** Data follows **

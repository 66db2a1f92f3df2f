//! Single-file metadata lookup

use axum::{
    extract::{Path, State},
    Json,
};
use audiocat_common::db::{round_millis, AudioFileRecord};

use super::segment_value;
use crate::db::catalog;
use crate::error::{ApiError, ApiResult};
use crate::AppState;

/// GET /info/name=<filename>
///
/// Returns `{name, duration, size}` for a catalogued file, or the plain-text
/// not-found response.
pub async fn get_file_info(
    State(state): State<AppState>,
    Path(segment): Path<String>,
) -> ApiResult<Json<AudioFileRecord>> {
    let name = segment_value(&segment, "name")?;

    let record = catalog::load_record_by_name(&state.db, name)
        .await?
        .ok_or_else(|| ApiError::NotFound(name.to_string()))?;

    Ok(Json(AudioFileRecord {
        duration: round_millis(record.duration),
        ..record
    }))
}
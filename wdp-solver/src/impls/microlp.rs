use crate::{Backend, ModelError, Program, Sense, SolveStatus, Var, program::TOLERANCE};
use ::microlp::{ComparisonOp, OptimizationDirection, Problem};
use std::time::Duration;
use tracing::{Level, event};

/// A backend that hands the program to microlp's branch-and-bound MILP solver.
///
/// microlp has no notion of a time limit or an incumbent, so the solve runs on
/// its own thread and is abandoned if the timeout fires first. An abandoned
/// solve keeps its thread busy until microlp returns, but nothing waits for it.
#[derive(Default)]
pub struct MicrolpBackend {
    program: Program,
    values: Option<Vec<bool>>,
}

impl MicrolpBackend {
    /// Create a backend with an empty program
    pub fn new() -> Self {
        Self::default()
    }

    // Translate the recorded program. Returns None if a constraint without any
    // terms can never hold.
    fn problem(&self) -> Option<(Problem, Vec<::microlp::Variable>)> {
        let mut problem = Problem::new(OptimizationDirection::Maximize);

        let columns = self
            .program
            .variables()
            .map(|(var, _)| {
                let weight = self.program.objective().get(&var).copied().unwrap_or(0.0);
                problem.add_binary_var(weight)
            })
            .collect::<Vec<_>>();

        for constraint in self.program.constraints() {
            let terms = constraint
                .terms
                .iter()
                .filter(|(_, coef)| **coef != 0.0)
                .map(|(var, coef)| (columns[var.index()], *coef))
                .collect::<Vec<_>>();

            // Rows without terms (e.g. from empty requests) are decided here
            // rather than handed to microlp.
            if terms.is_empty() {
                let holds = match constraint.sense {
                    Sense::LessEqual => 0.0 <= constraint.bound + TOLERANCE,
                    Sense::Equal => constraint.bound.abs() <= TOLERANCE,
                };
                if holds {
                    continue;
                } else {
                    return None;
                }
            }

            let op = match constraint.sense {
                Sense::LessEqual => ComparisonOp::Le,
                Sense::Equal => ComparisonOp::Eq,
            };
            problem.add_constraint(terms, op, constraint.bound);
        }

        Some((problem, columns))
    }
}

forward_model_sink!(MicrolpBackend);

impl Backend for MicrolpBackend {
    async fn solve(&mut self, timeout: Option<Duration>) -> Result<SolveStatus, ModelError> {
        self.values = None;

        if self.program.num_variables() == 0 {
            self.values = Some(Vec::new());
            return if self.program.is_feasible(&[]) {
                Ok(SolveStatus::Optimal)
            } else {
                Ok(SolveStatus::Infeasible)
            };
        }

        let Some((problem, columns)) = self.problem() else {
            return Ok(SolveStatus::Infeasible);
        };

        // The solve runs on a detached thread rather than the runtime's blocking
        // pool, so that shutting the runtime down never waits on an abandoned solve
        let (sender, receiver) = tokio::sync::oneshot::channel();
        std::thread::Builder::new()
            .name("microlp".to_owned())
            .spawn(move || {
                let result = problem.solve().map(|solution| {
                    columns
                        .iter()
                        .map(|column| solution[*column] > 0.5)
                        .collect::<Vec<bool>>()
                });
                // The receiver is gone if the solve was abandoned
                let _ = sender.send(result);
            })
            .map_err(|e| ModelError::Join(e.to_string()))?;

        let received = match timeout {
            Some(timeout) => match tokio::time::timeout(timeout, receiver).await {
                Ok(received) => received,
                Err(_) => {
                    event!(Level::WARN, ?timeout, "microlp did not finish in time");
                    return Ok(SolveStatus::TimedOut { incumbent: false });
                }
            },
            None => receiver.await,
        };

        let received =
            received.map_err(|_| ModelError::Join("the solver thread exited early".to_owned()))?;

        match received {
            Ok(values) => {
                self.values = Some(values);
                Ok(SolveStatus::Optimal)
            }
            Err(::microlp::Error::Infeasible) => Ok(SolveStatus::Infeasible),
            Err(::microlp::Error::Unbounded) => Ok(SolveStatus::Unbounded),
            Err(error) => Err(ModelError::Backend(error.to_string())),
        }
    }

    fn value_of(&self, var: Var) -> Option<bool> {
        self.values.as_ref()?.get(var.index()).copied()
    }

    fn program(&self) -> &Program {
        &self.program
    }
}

** End of Data **

Write all of the records out again exactly.

■ Your response ■
repository 66db2a1f92f3df2f
//! Single-file metadata lookup

use axum::{
    extract::{Path, State},
    Json,
};
use audiocat_common::db::{round_millis, AudioFileRecord};

use super::segment_value;
use crate::db::catalog;
use crate::error::{ApiError, ApiResult};
use crate::AppState;

/// GET /info/name=<filename>
///
/// Returns `{name, duration, size}` for a catalogued file, or the plain-text
/// not-found response.
pub async fn get_file_info(
    State(state): State<AppState>,
    Path(segment): Path<String>,
) -> ApiResult<Json<AudioFileRecord>> {
    let name = segment_value(&segment, "name")?;

    let record = catalog::load_record_by_name(&state.db, name)
        .await?
        .ok_or_else(|| ApiError::NotFound(name.to_string()))?;

    Ok(Json(AudioFileRecord {
        duration: round_millis(record.duration),
        ..record
    }))
}
filename wdp-solver/src/impls/microlp.rs
use crate::{Backend, ModelError, Program, Sense, SolveStatus, Var, program::TOLERANCE};
use ::microlp::{ComparisonOp, OptimizationDirection, Problem};
use std::time::Duration;
use tracing::{Level, event};

/// A backend that hands the program to microlp's branch-and-bound MILP solver.
///
/// microlp has no notion of a time limit or an incumbent, so the solve runs on
/// its own thread and is abandoned if the timeout fires first. An abandoned
/// solve keeps its thread busy until microlp returns, but nothing waits for it.
#[derive(Default)]
pub struct MicrolpBackend {
    program: Program,
    values: Option<Vec<bool>>,
}

impl MicrolpBackend {
    /// Create a backend with an empty program
    pub fn new() -> Self {
        Self::default()
    }

    // Translate the recorded program. Returns None if a constraint without any
    // terms can never hold.
    fn problem(&self) -> Option<(Problem, Vec<::microlp::Variable>)> {
        let mut problem = Problem::new(OptimizationDirection::Maximize);

        let columns = self
            .program
            .variables()
            .map(|(var, _)| {
                let weight = self.program.objective().get(&var).copied().unwrap_or(0.0);
                problem.add_binary_var(weight)
            })
            .collect::<Vec<_>>();

        for constraint in self.program.constraints() {
            let terms = constraint
                .terms
                .iter()
                .filter(|(_, coef)| **coef != 0.0)
                .map(|(var, coef)| (columns[var.index()], *coef))
                .collect::<Vec<_>>();

            // Rows without terms (e.g. from empty requests) are decided here
            // rather than handed to microlp.
            if terms.is_empty() {
                let holds = match constraint.sense {
                    Sense::LessEqual => 0.0 <= constraint.bound + TOLERANCE,
                    Sense::Equal => constraint.bound.abs() <= TOLERANCE,
                };
                if holds {
                    continue;
                } else {
                    return None;
                }
            }

            let op = match constraint.sense {
                Sense::LessEqual => ComparisonOp::Le,
                Sense::Equal => ComparisonOp::Eq,
            };
            problem.add_constraint(terms, op, constraint.bound);
        }

        Some((problem, columns))
    }
}

forward_model_sink!(MicrolpBackend);

impl Backend for MicrolpBackend {
    async fn solve(&mut self, timeout: Option<Duration>) -> Result<SolveStatus, ModelError> {
        self.values = None;

        if self.program.num_variables() == 0 {
            self.values = Some(Vec::new());
            return if self.program.is_feasible(&[]) {
                Ok(SolveStatus::Optimal)
            } else {
                Ok(SolveStatus::Infeasible)
            };
        }

        let Some((problem, columns)) = self.problem() else {
            return Ok(SolveStatus::Infeasible);
        };

        // The solve runs on a detached thread rather than the runtime's blocking
        // pool, so that shutting the runtime down never waits on an abandoned solve
        let (sender, receiver) = tokio::sync::oneshot::channel();
        std::thread::Builder::new()
            .name("microlp".to_owned())
            .spawn(move || {
                let result = problem.solve().map(|solution| {
                    columns
                        .iter()
                        .map(|column| solution[*column] > 0.5)
                        .collect::<Vec<bool>>()
                });
                // The receiver is gone if the solve was abandoned
                let _ = sender.send(result);
            })
            .map_err(|e| ModelError::Join(e.to_string()))?;

        let received = match timeout {
            Some(timeout) => match tokio::time::timeout(timeout, receiver).await {
                Ok(received) => received,
                Err(_) => {
                    event!(Level::WARN, ?timeout, "microlp did not finish in time");
                    return Ok(SolveStatus::TimedOut { incumbent: false });
                }
            },
            None => receiver.await,
        };

        let received =
            received.map_err(|_| ModelError::Join("the solver thread exited early".to_owned()))?;

        match received {
            Ok(values) => {
                self.values = Some(values);
                Ok(SolveStatus::Optimal)
            }
            Err(::microlp::Error::Infeasible) => Ok(SolveStatus::Infeasible),
            Err(::microlp::Error::Unbounded) => Ok(SolveStatus::Unbounded),
            Err(error) => Err(ModelError::Backend(error.to_string())),
        }
    }

    fn value_of(&self, var: Var) -> Option<bool> {
        self.values.as_ref()?.get(var.index()).copied()
    }

    fn program(&self) -> &Program {
        &self.program
    }
}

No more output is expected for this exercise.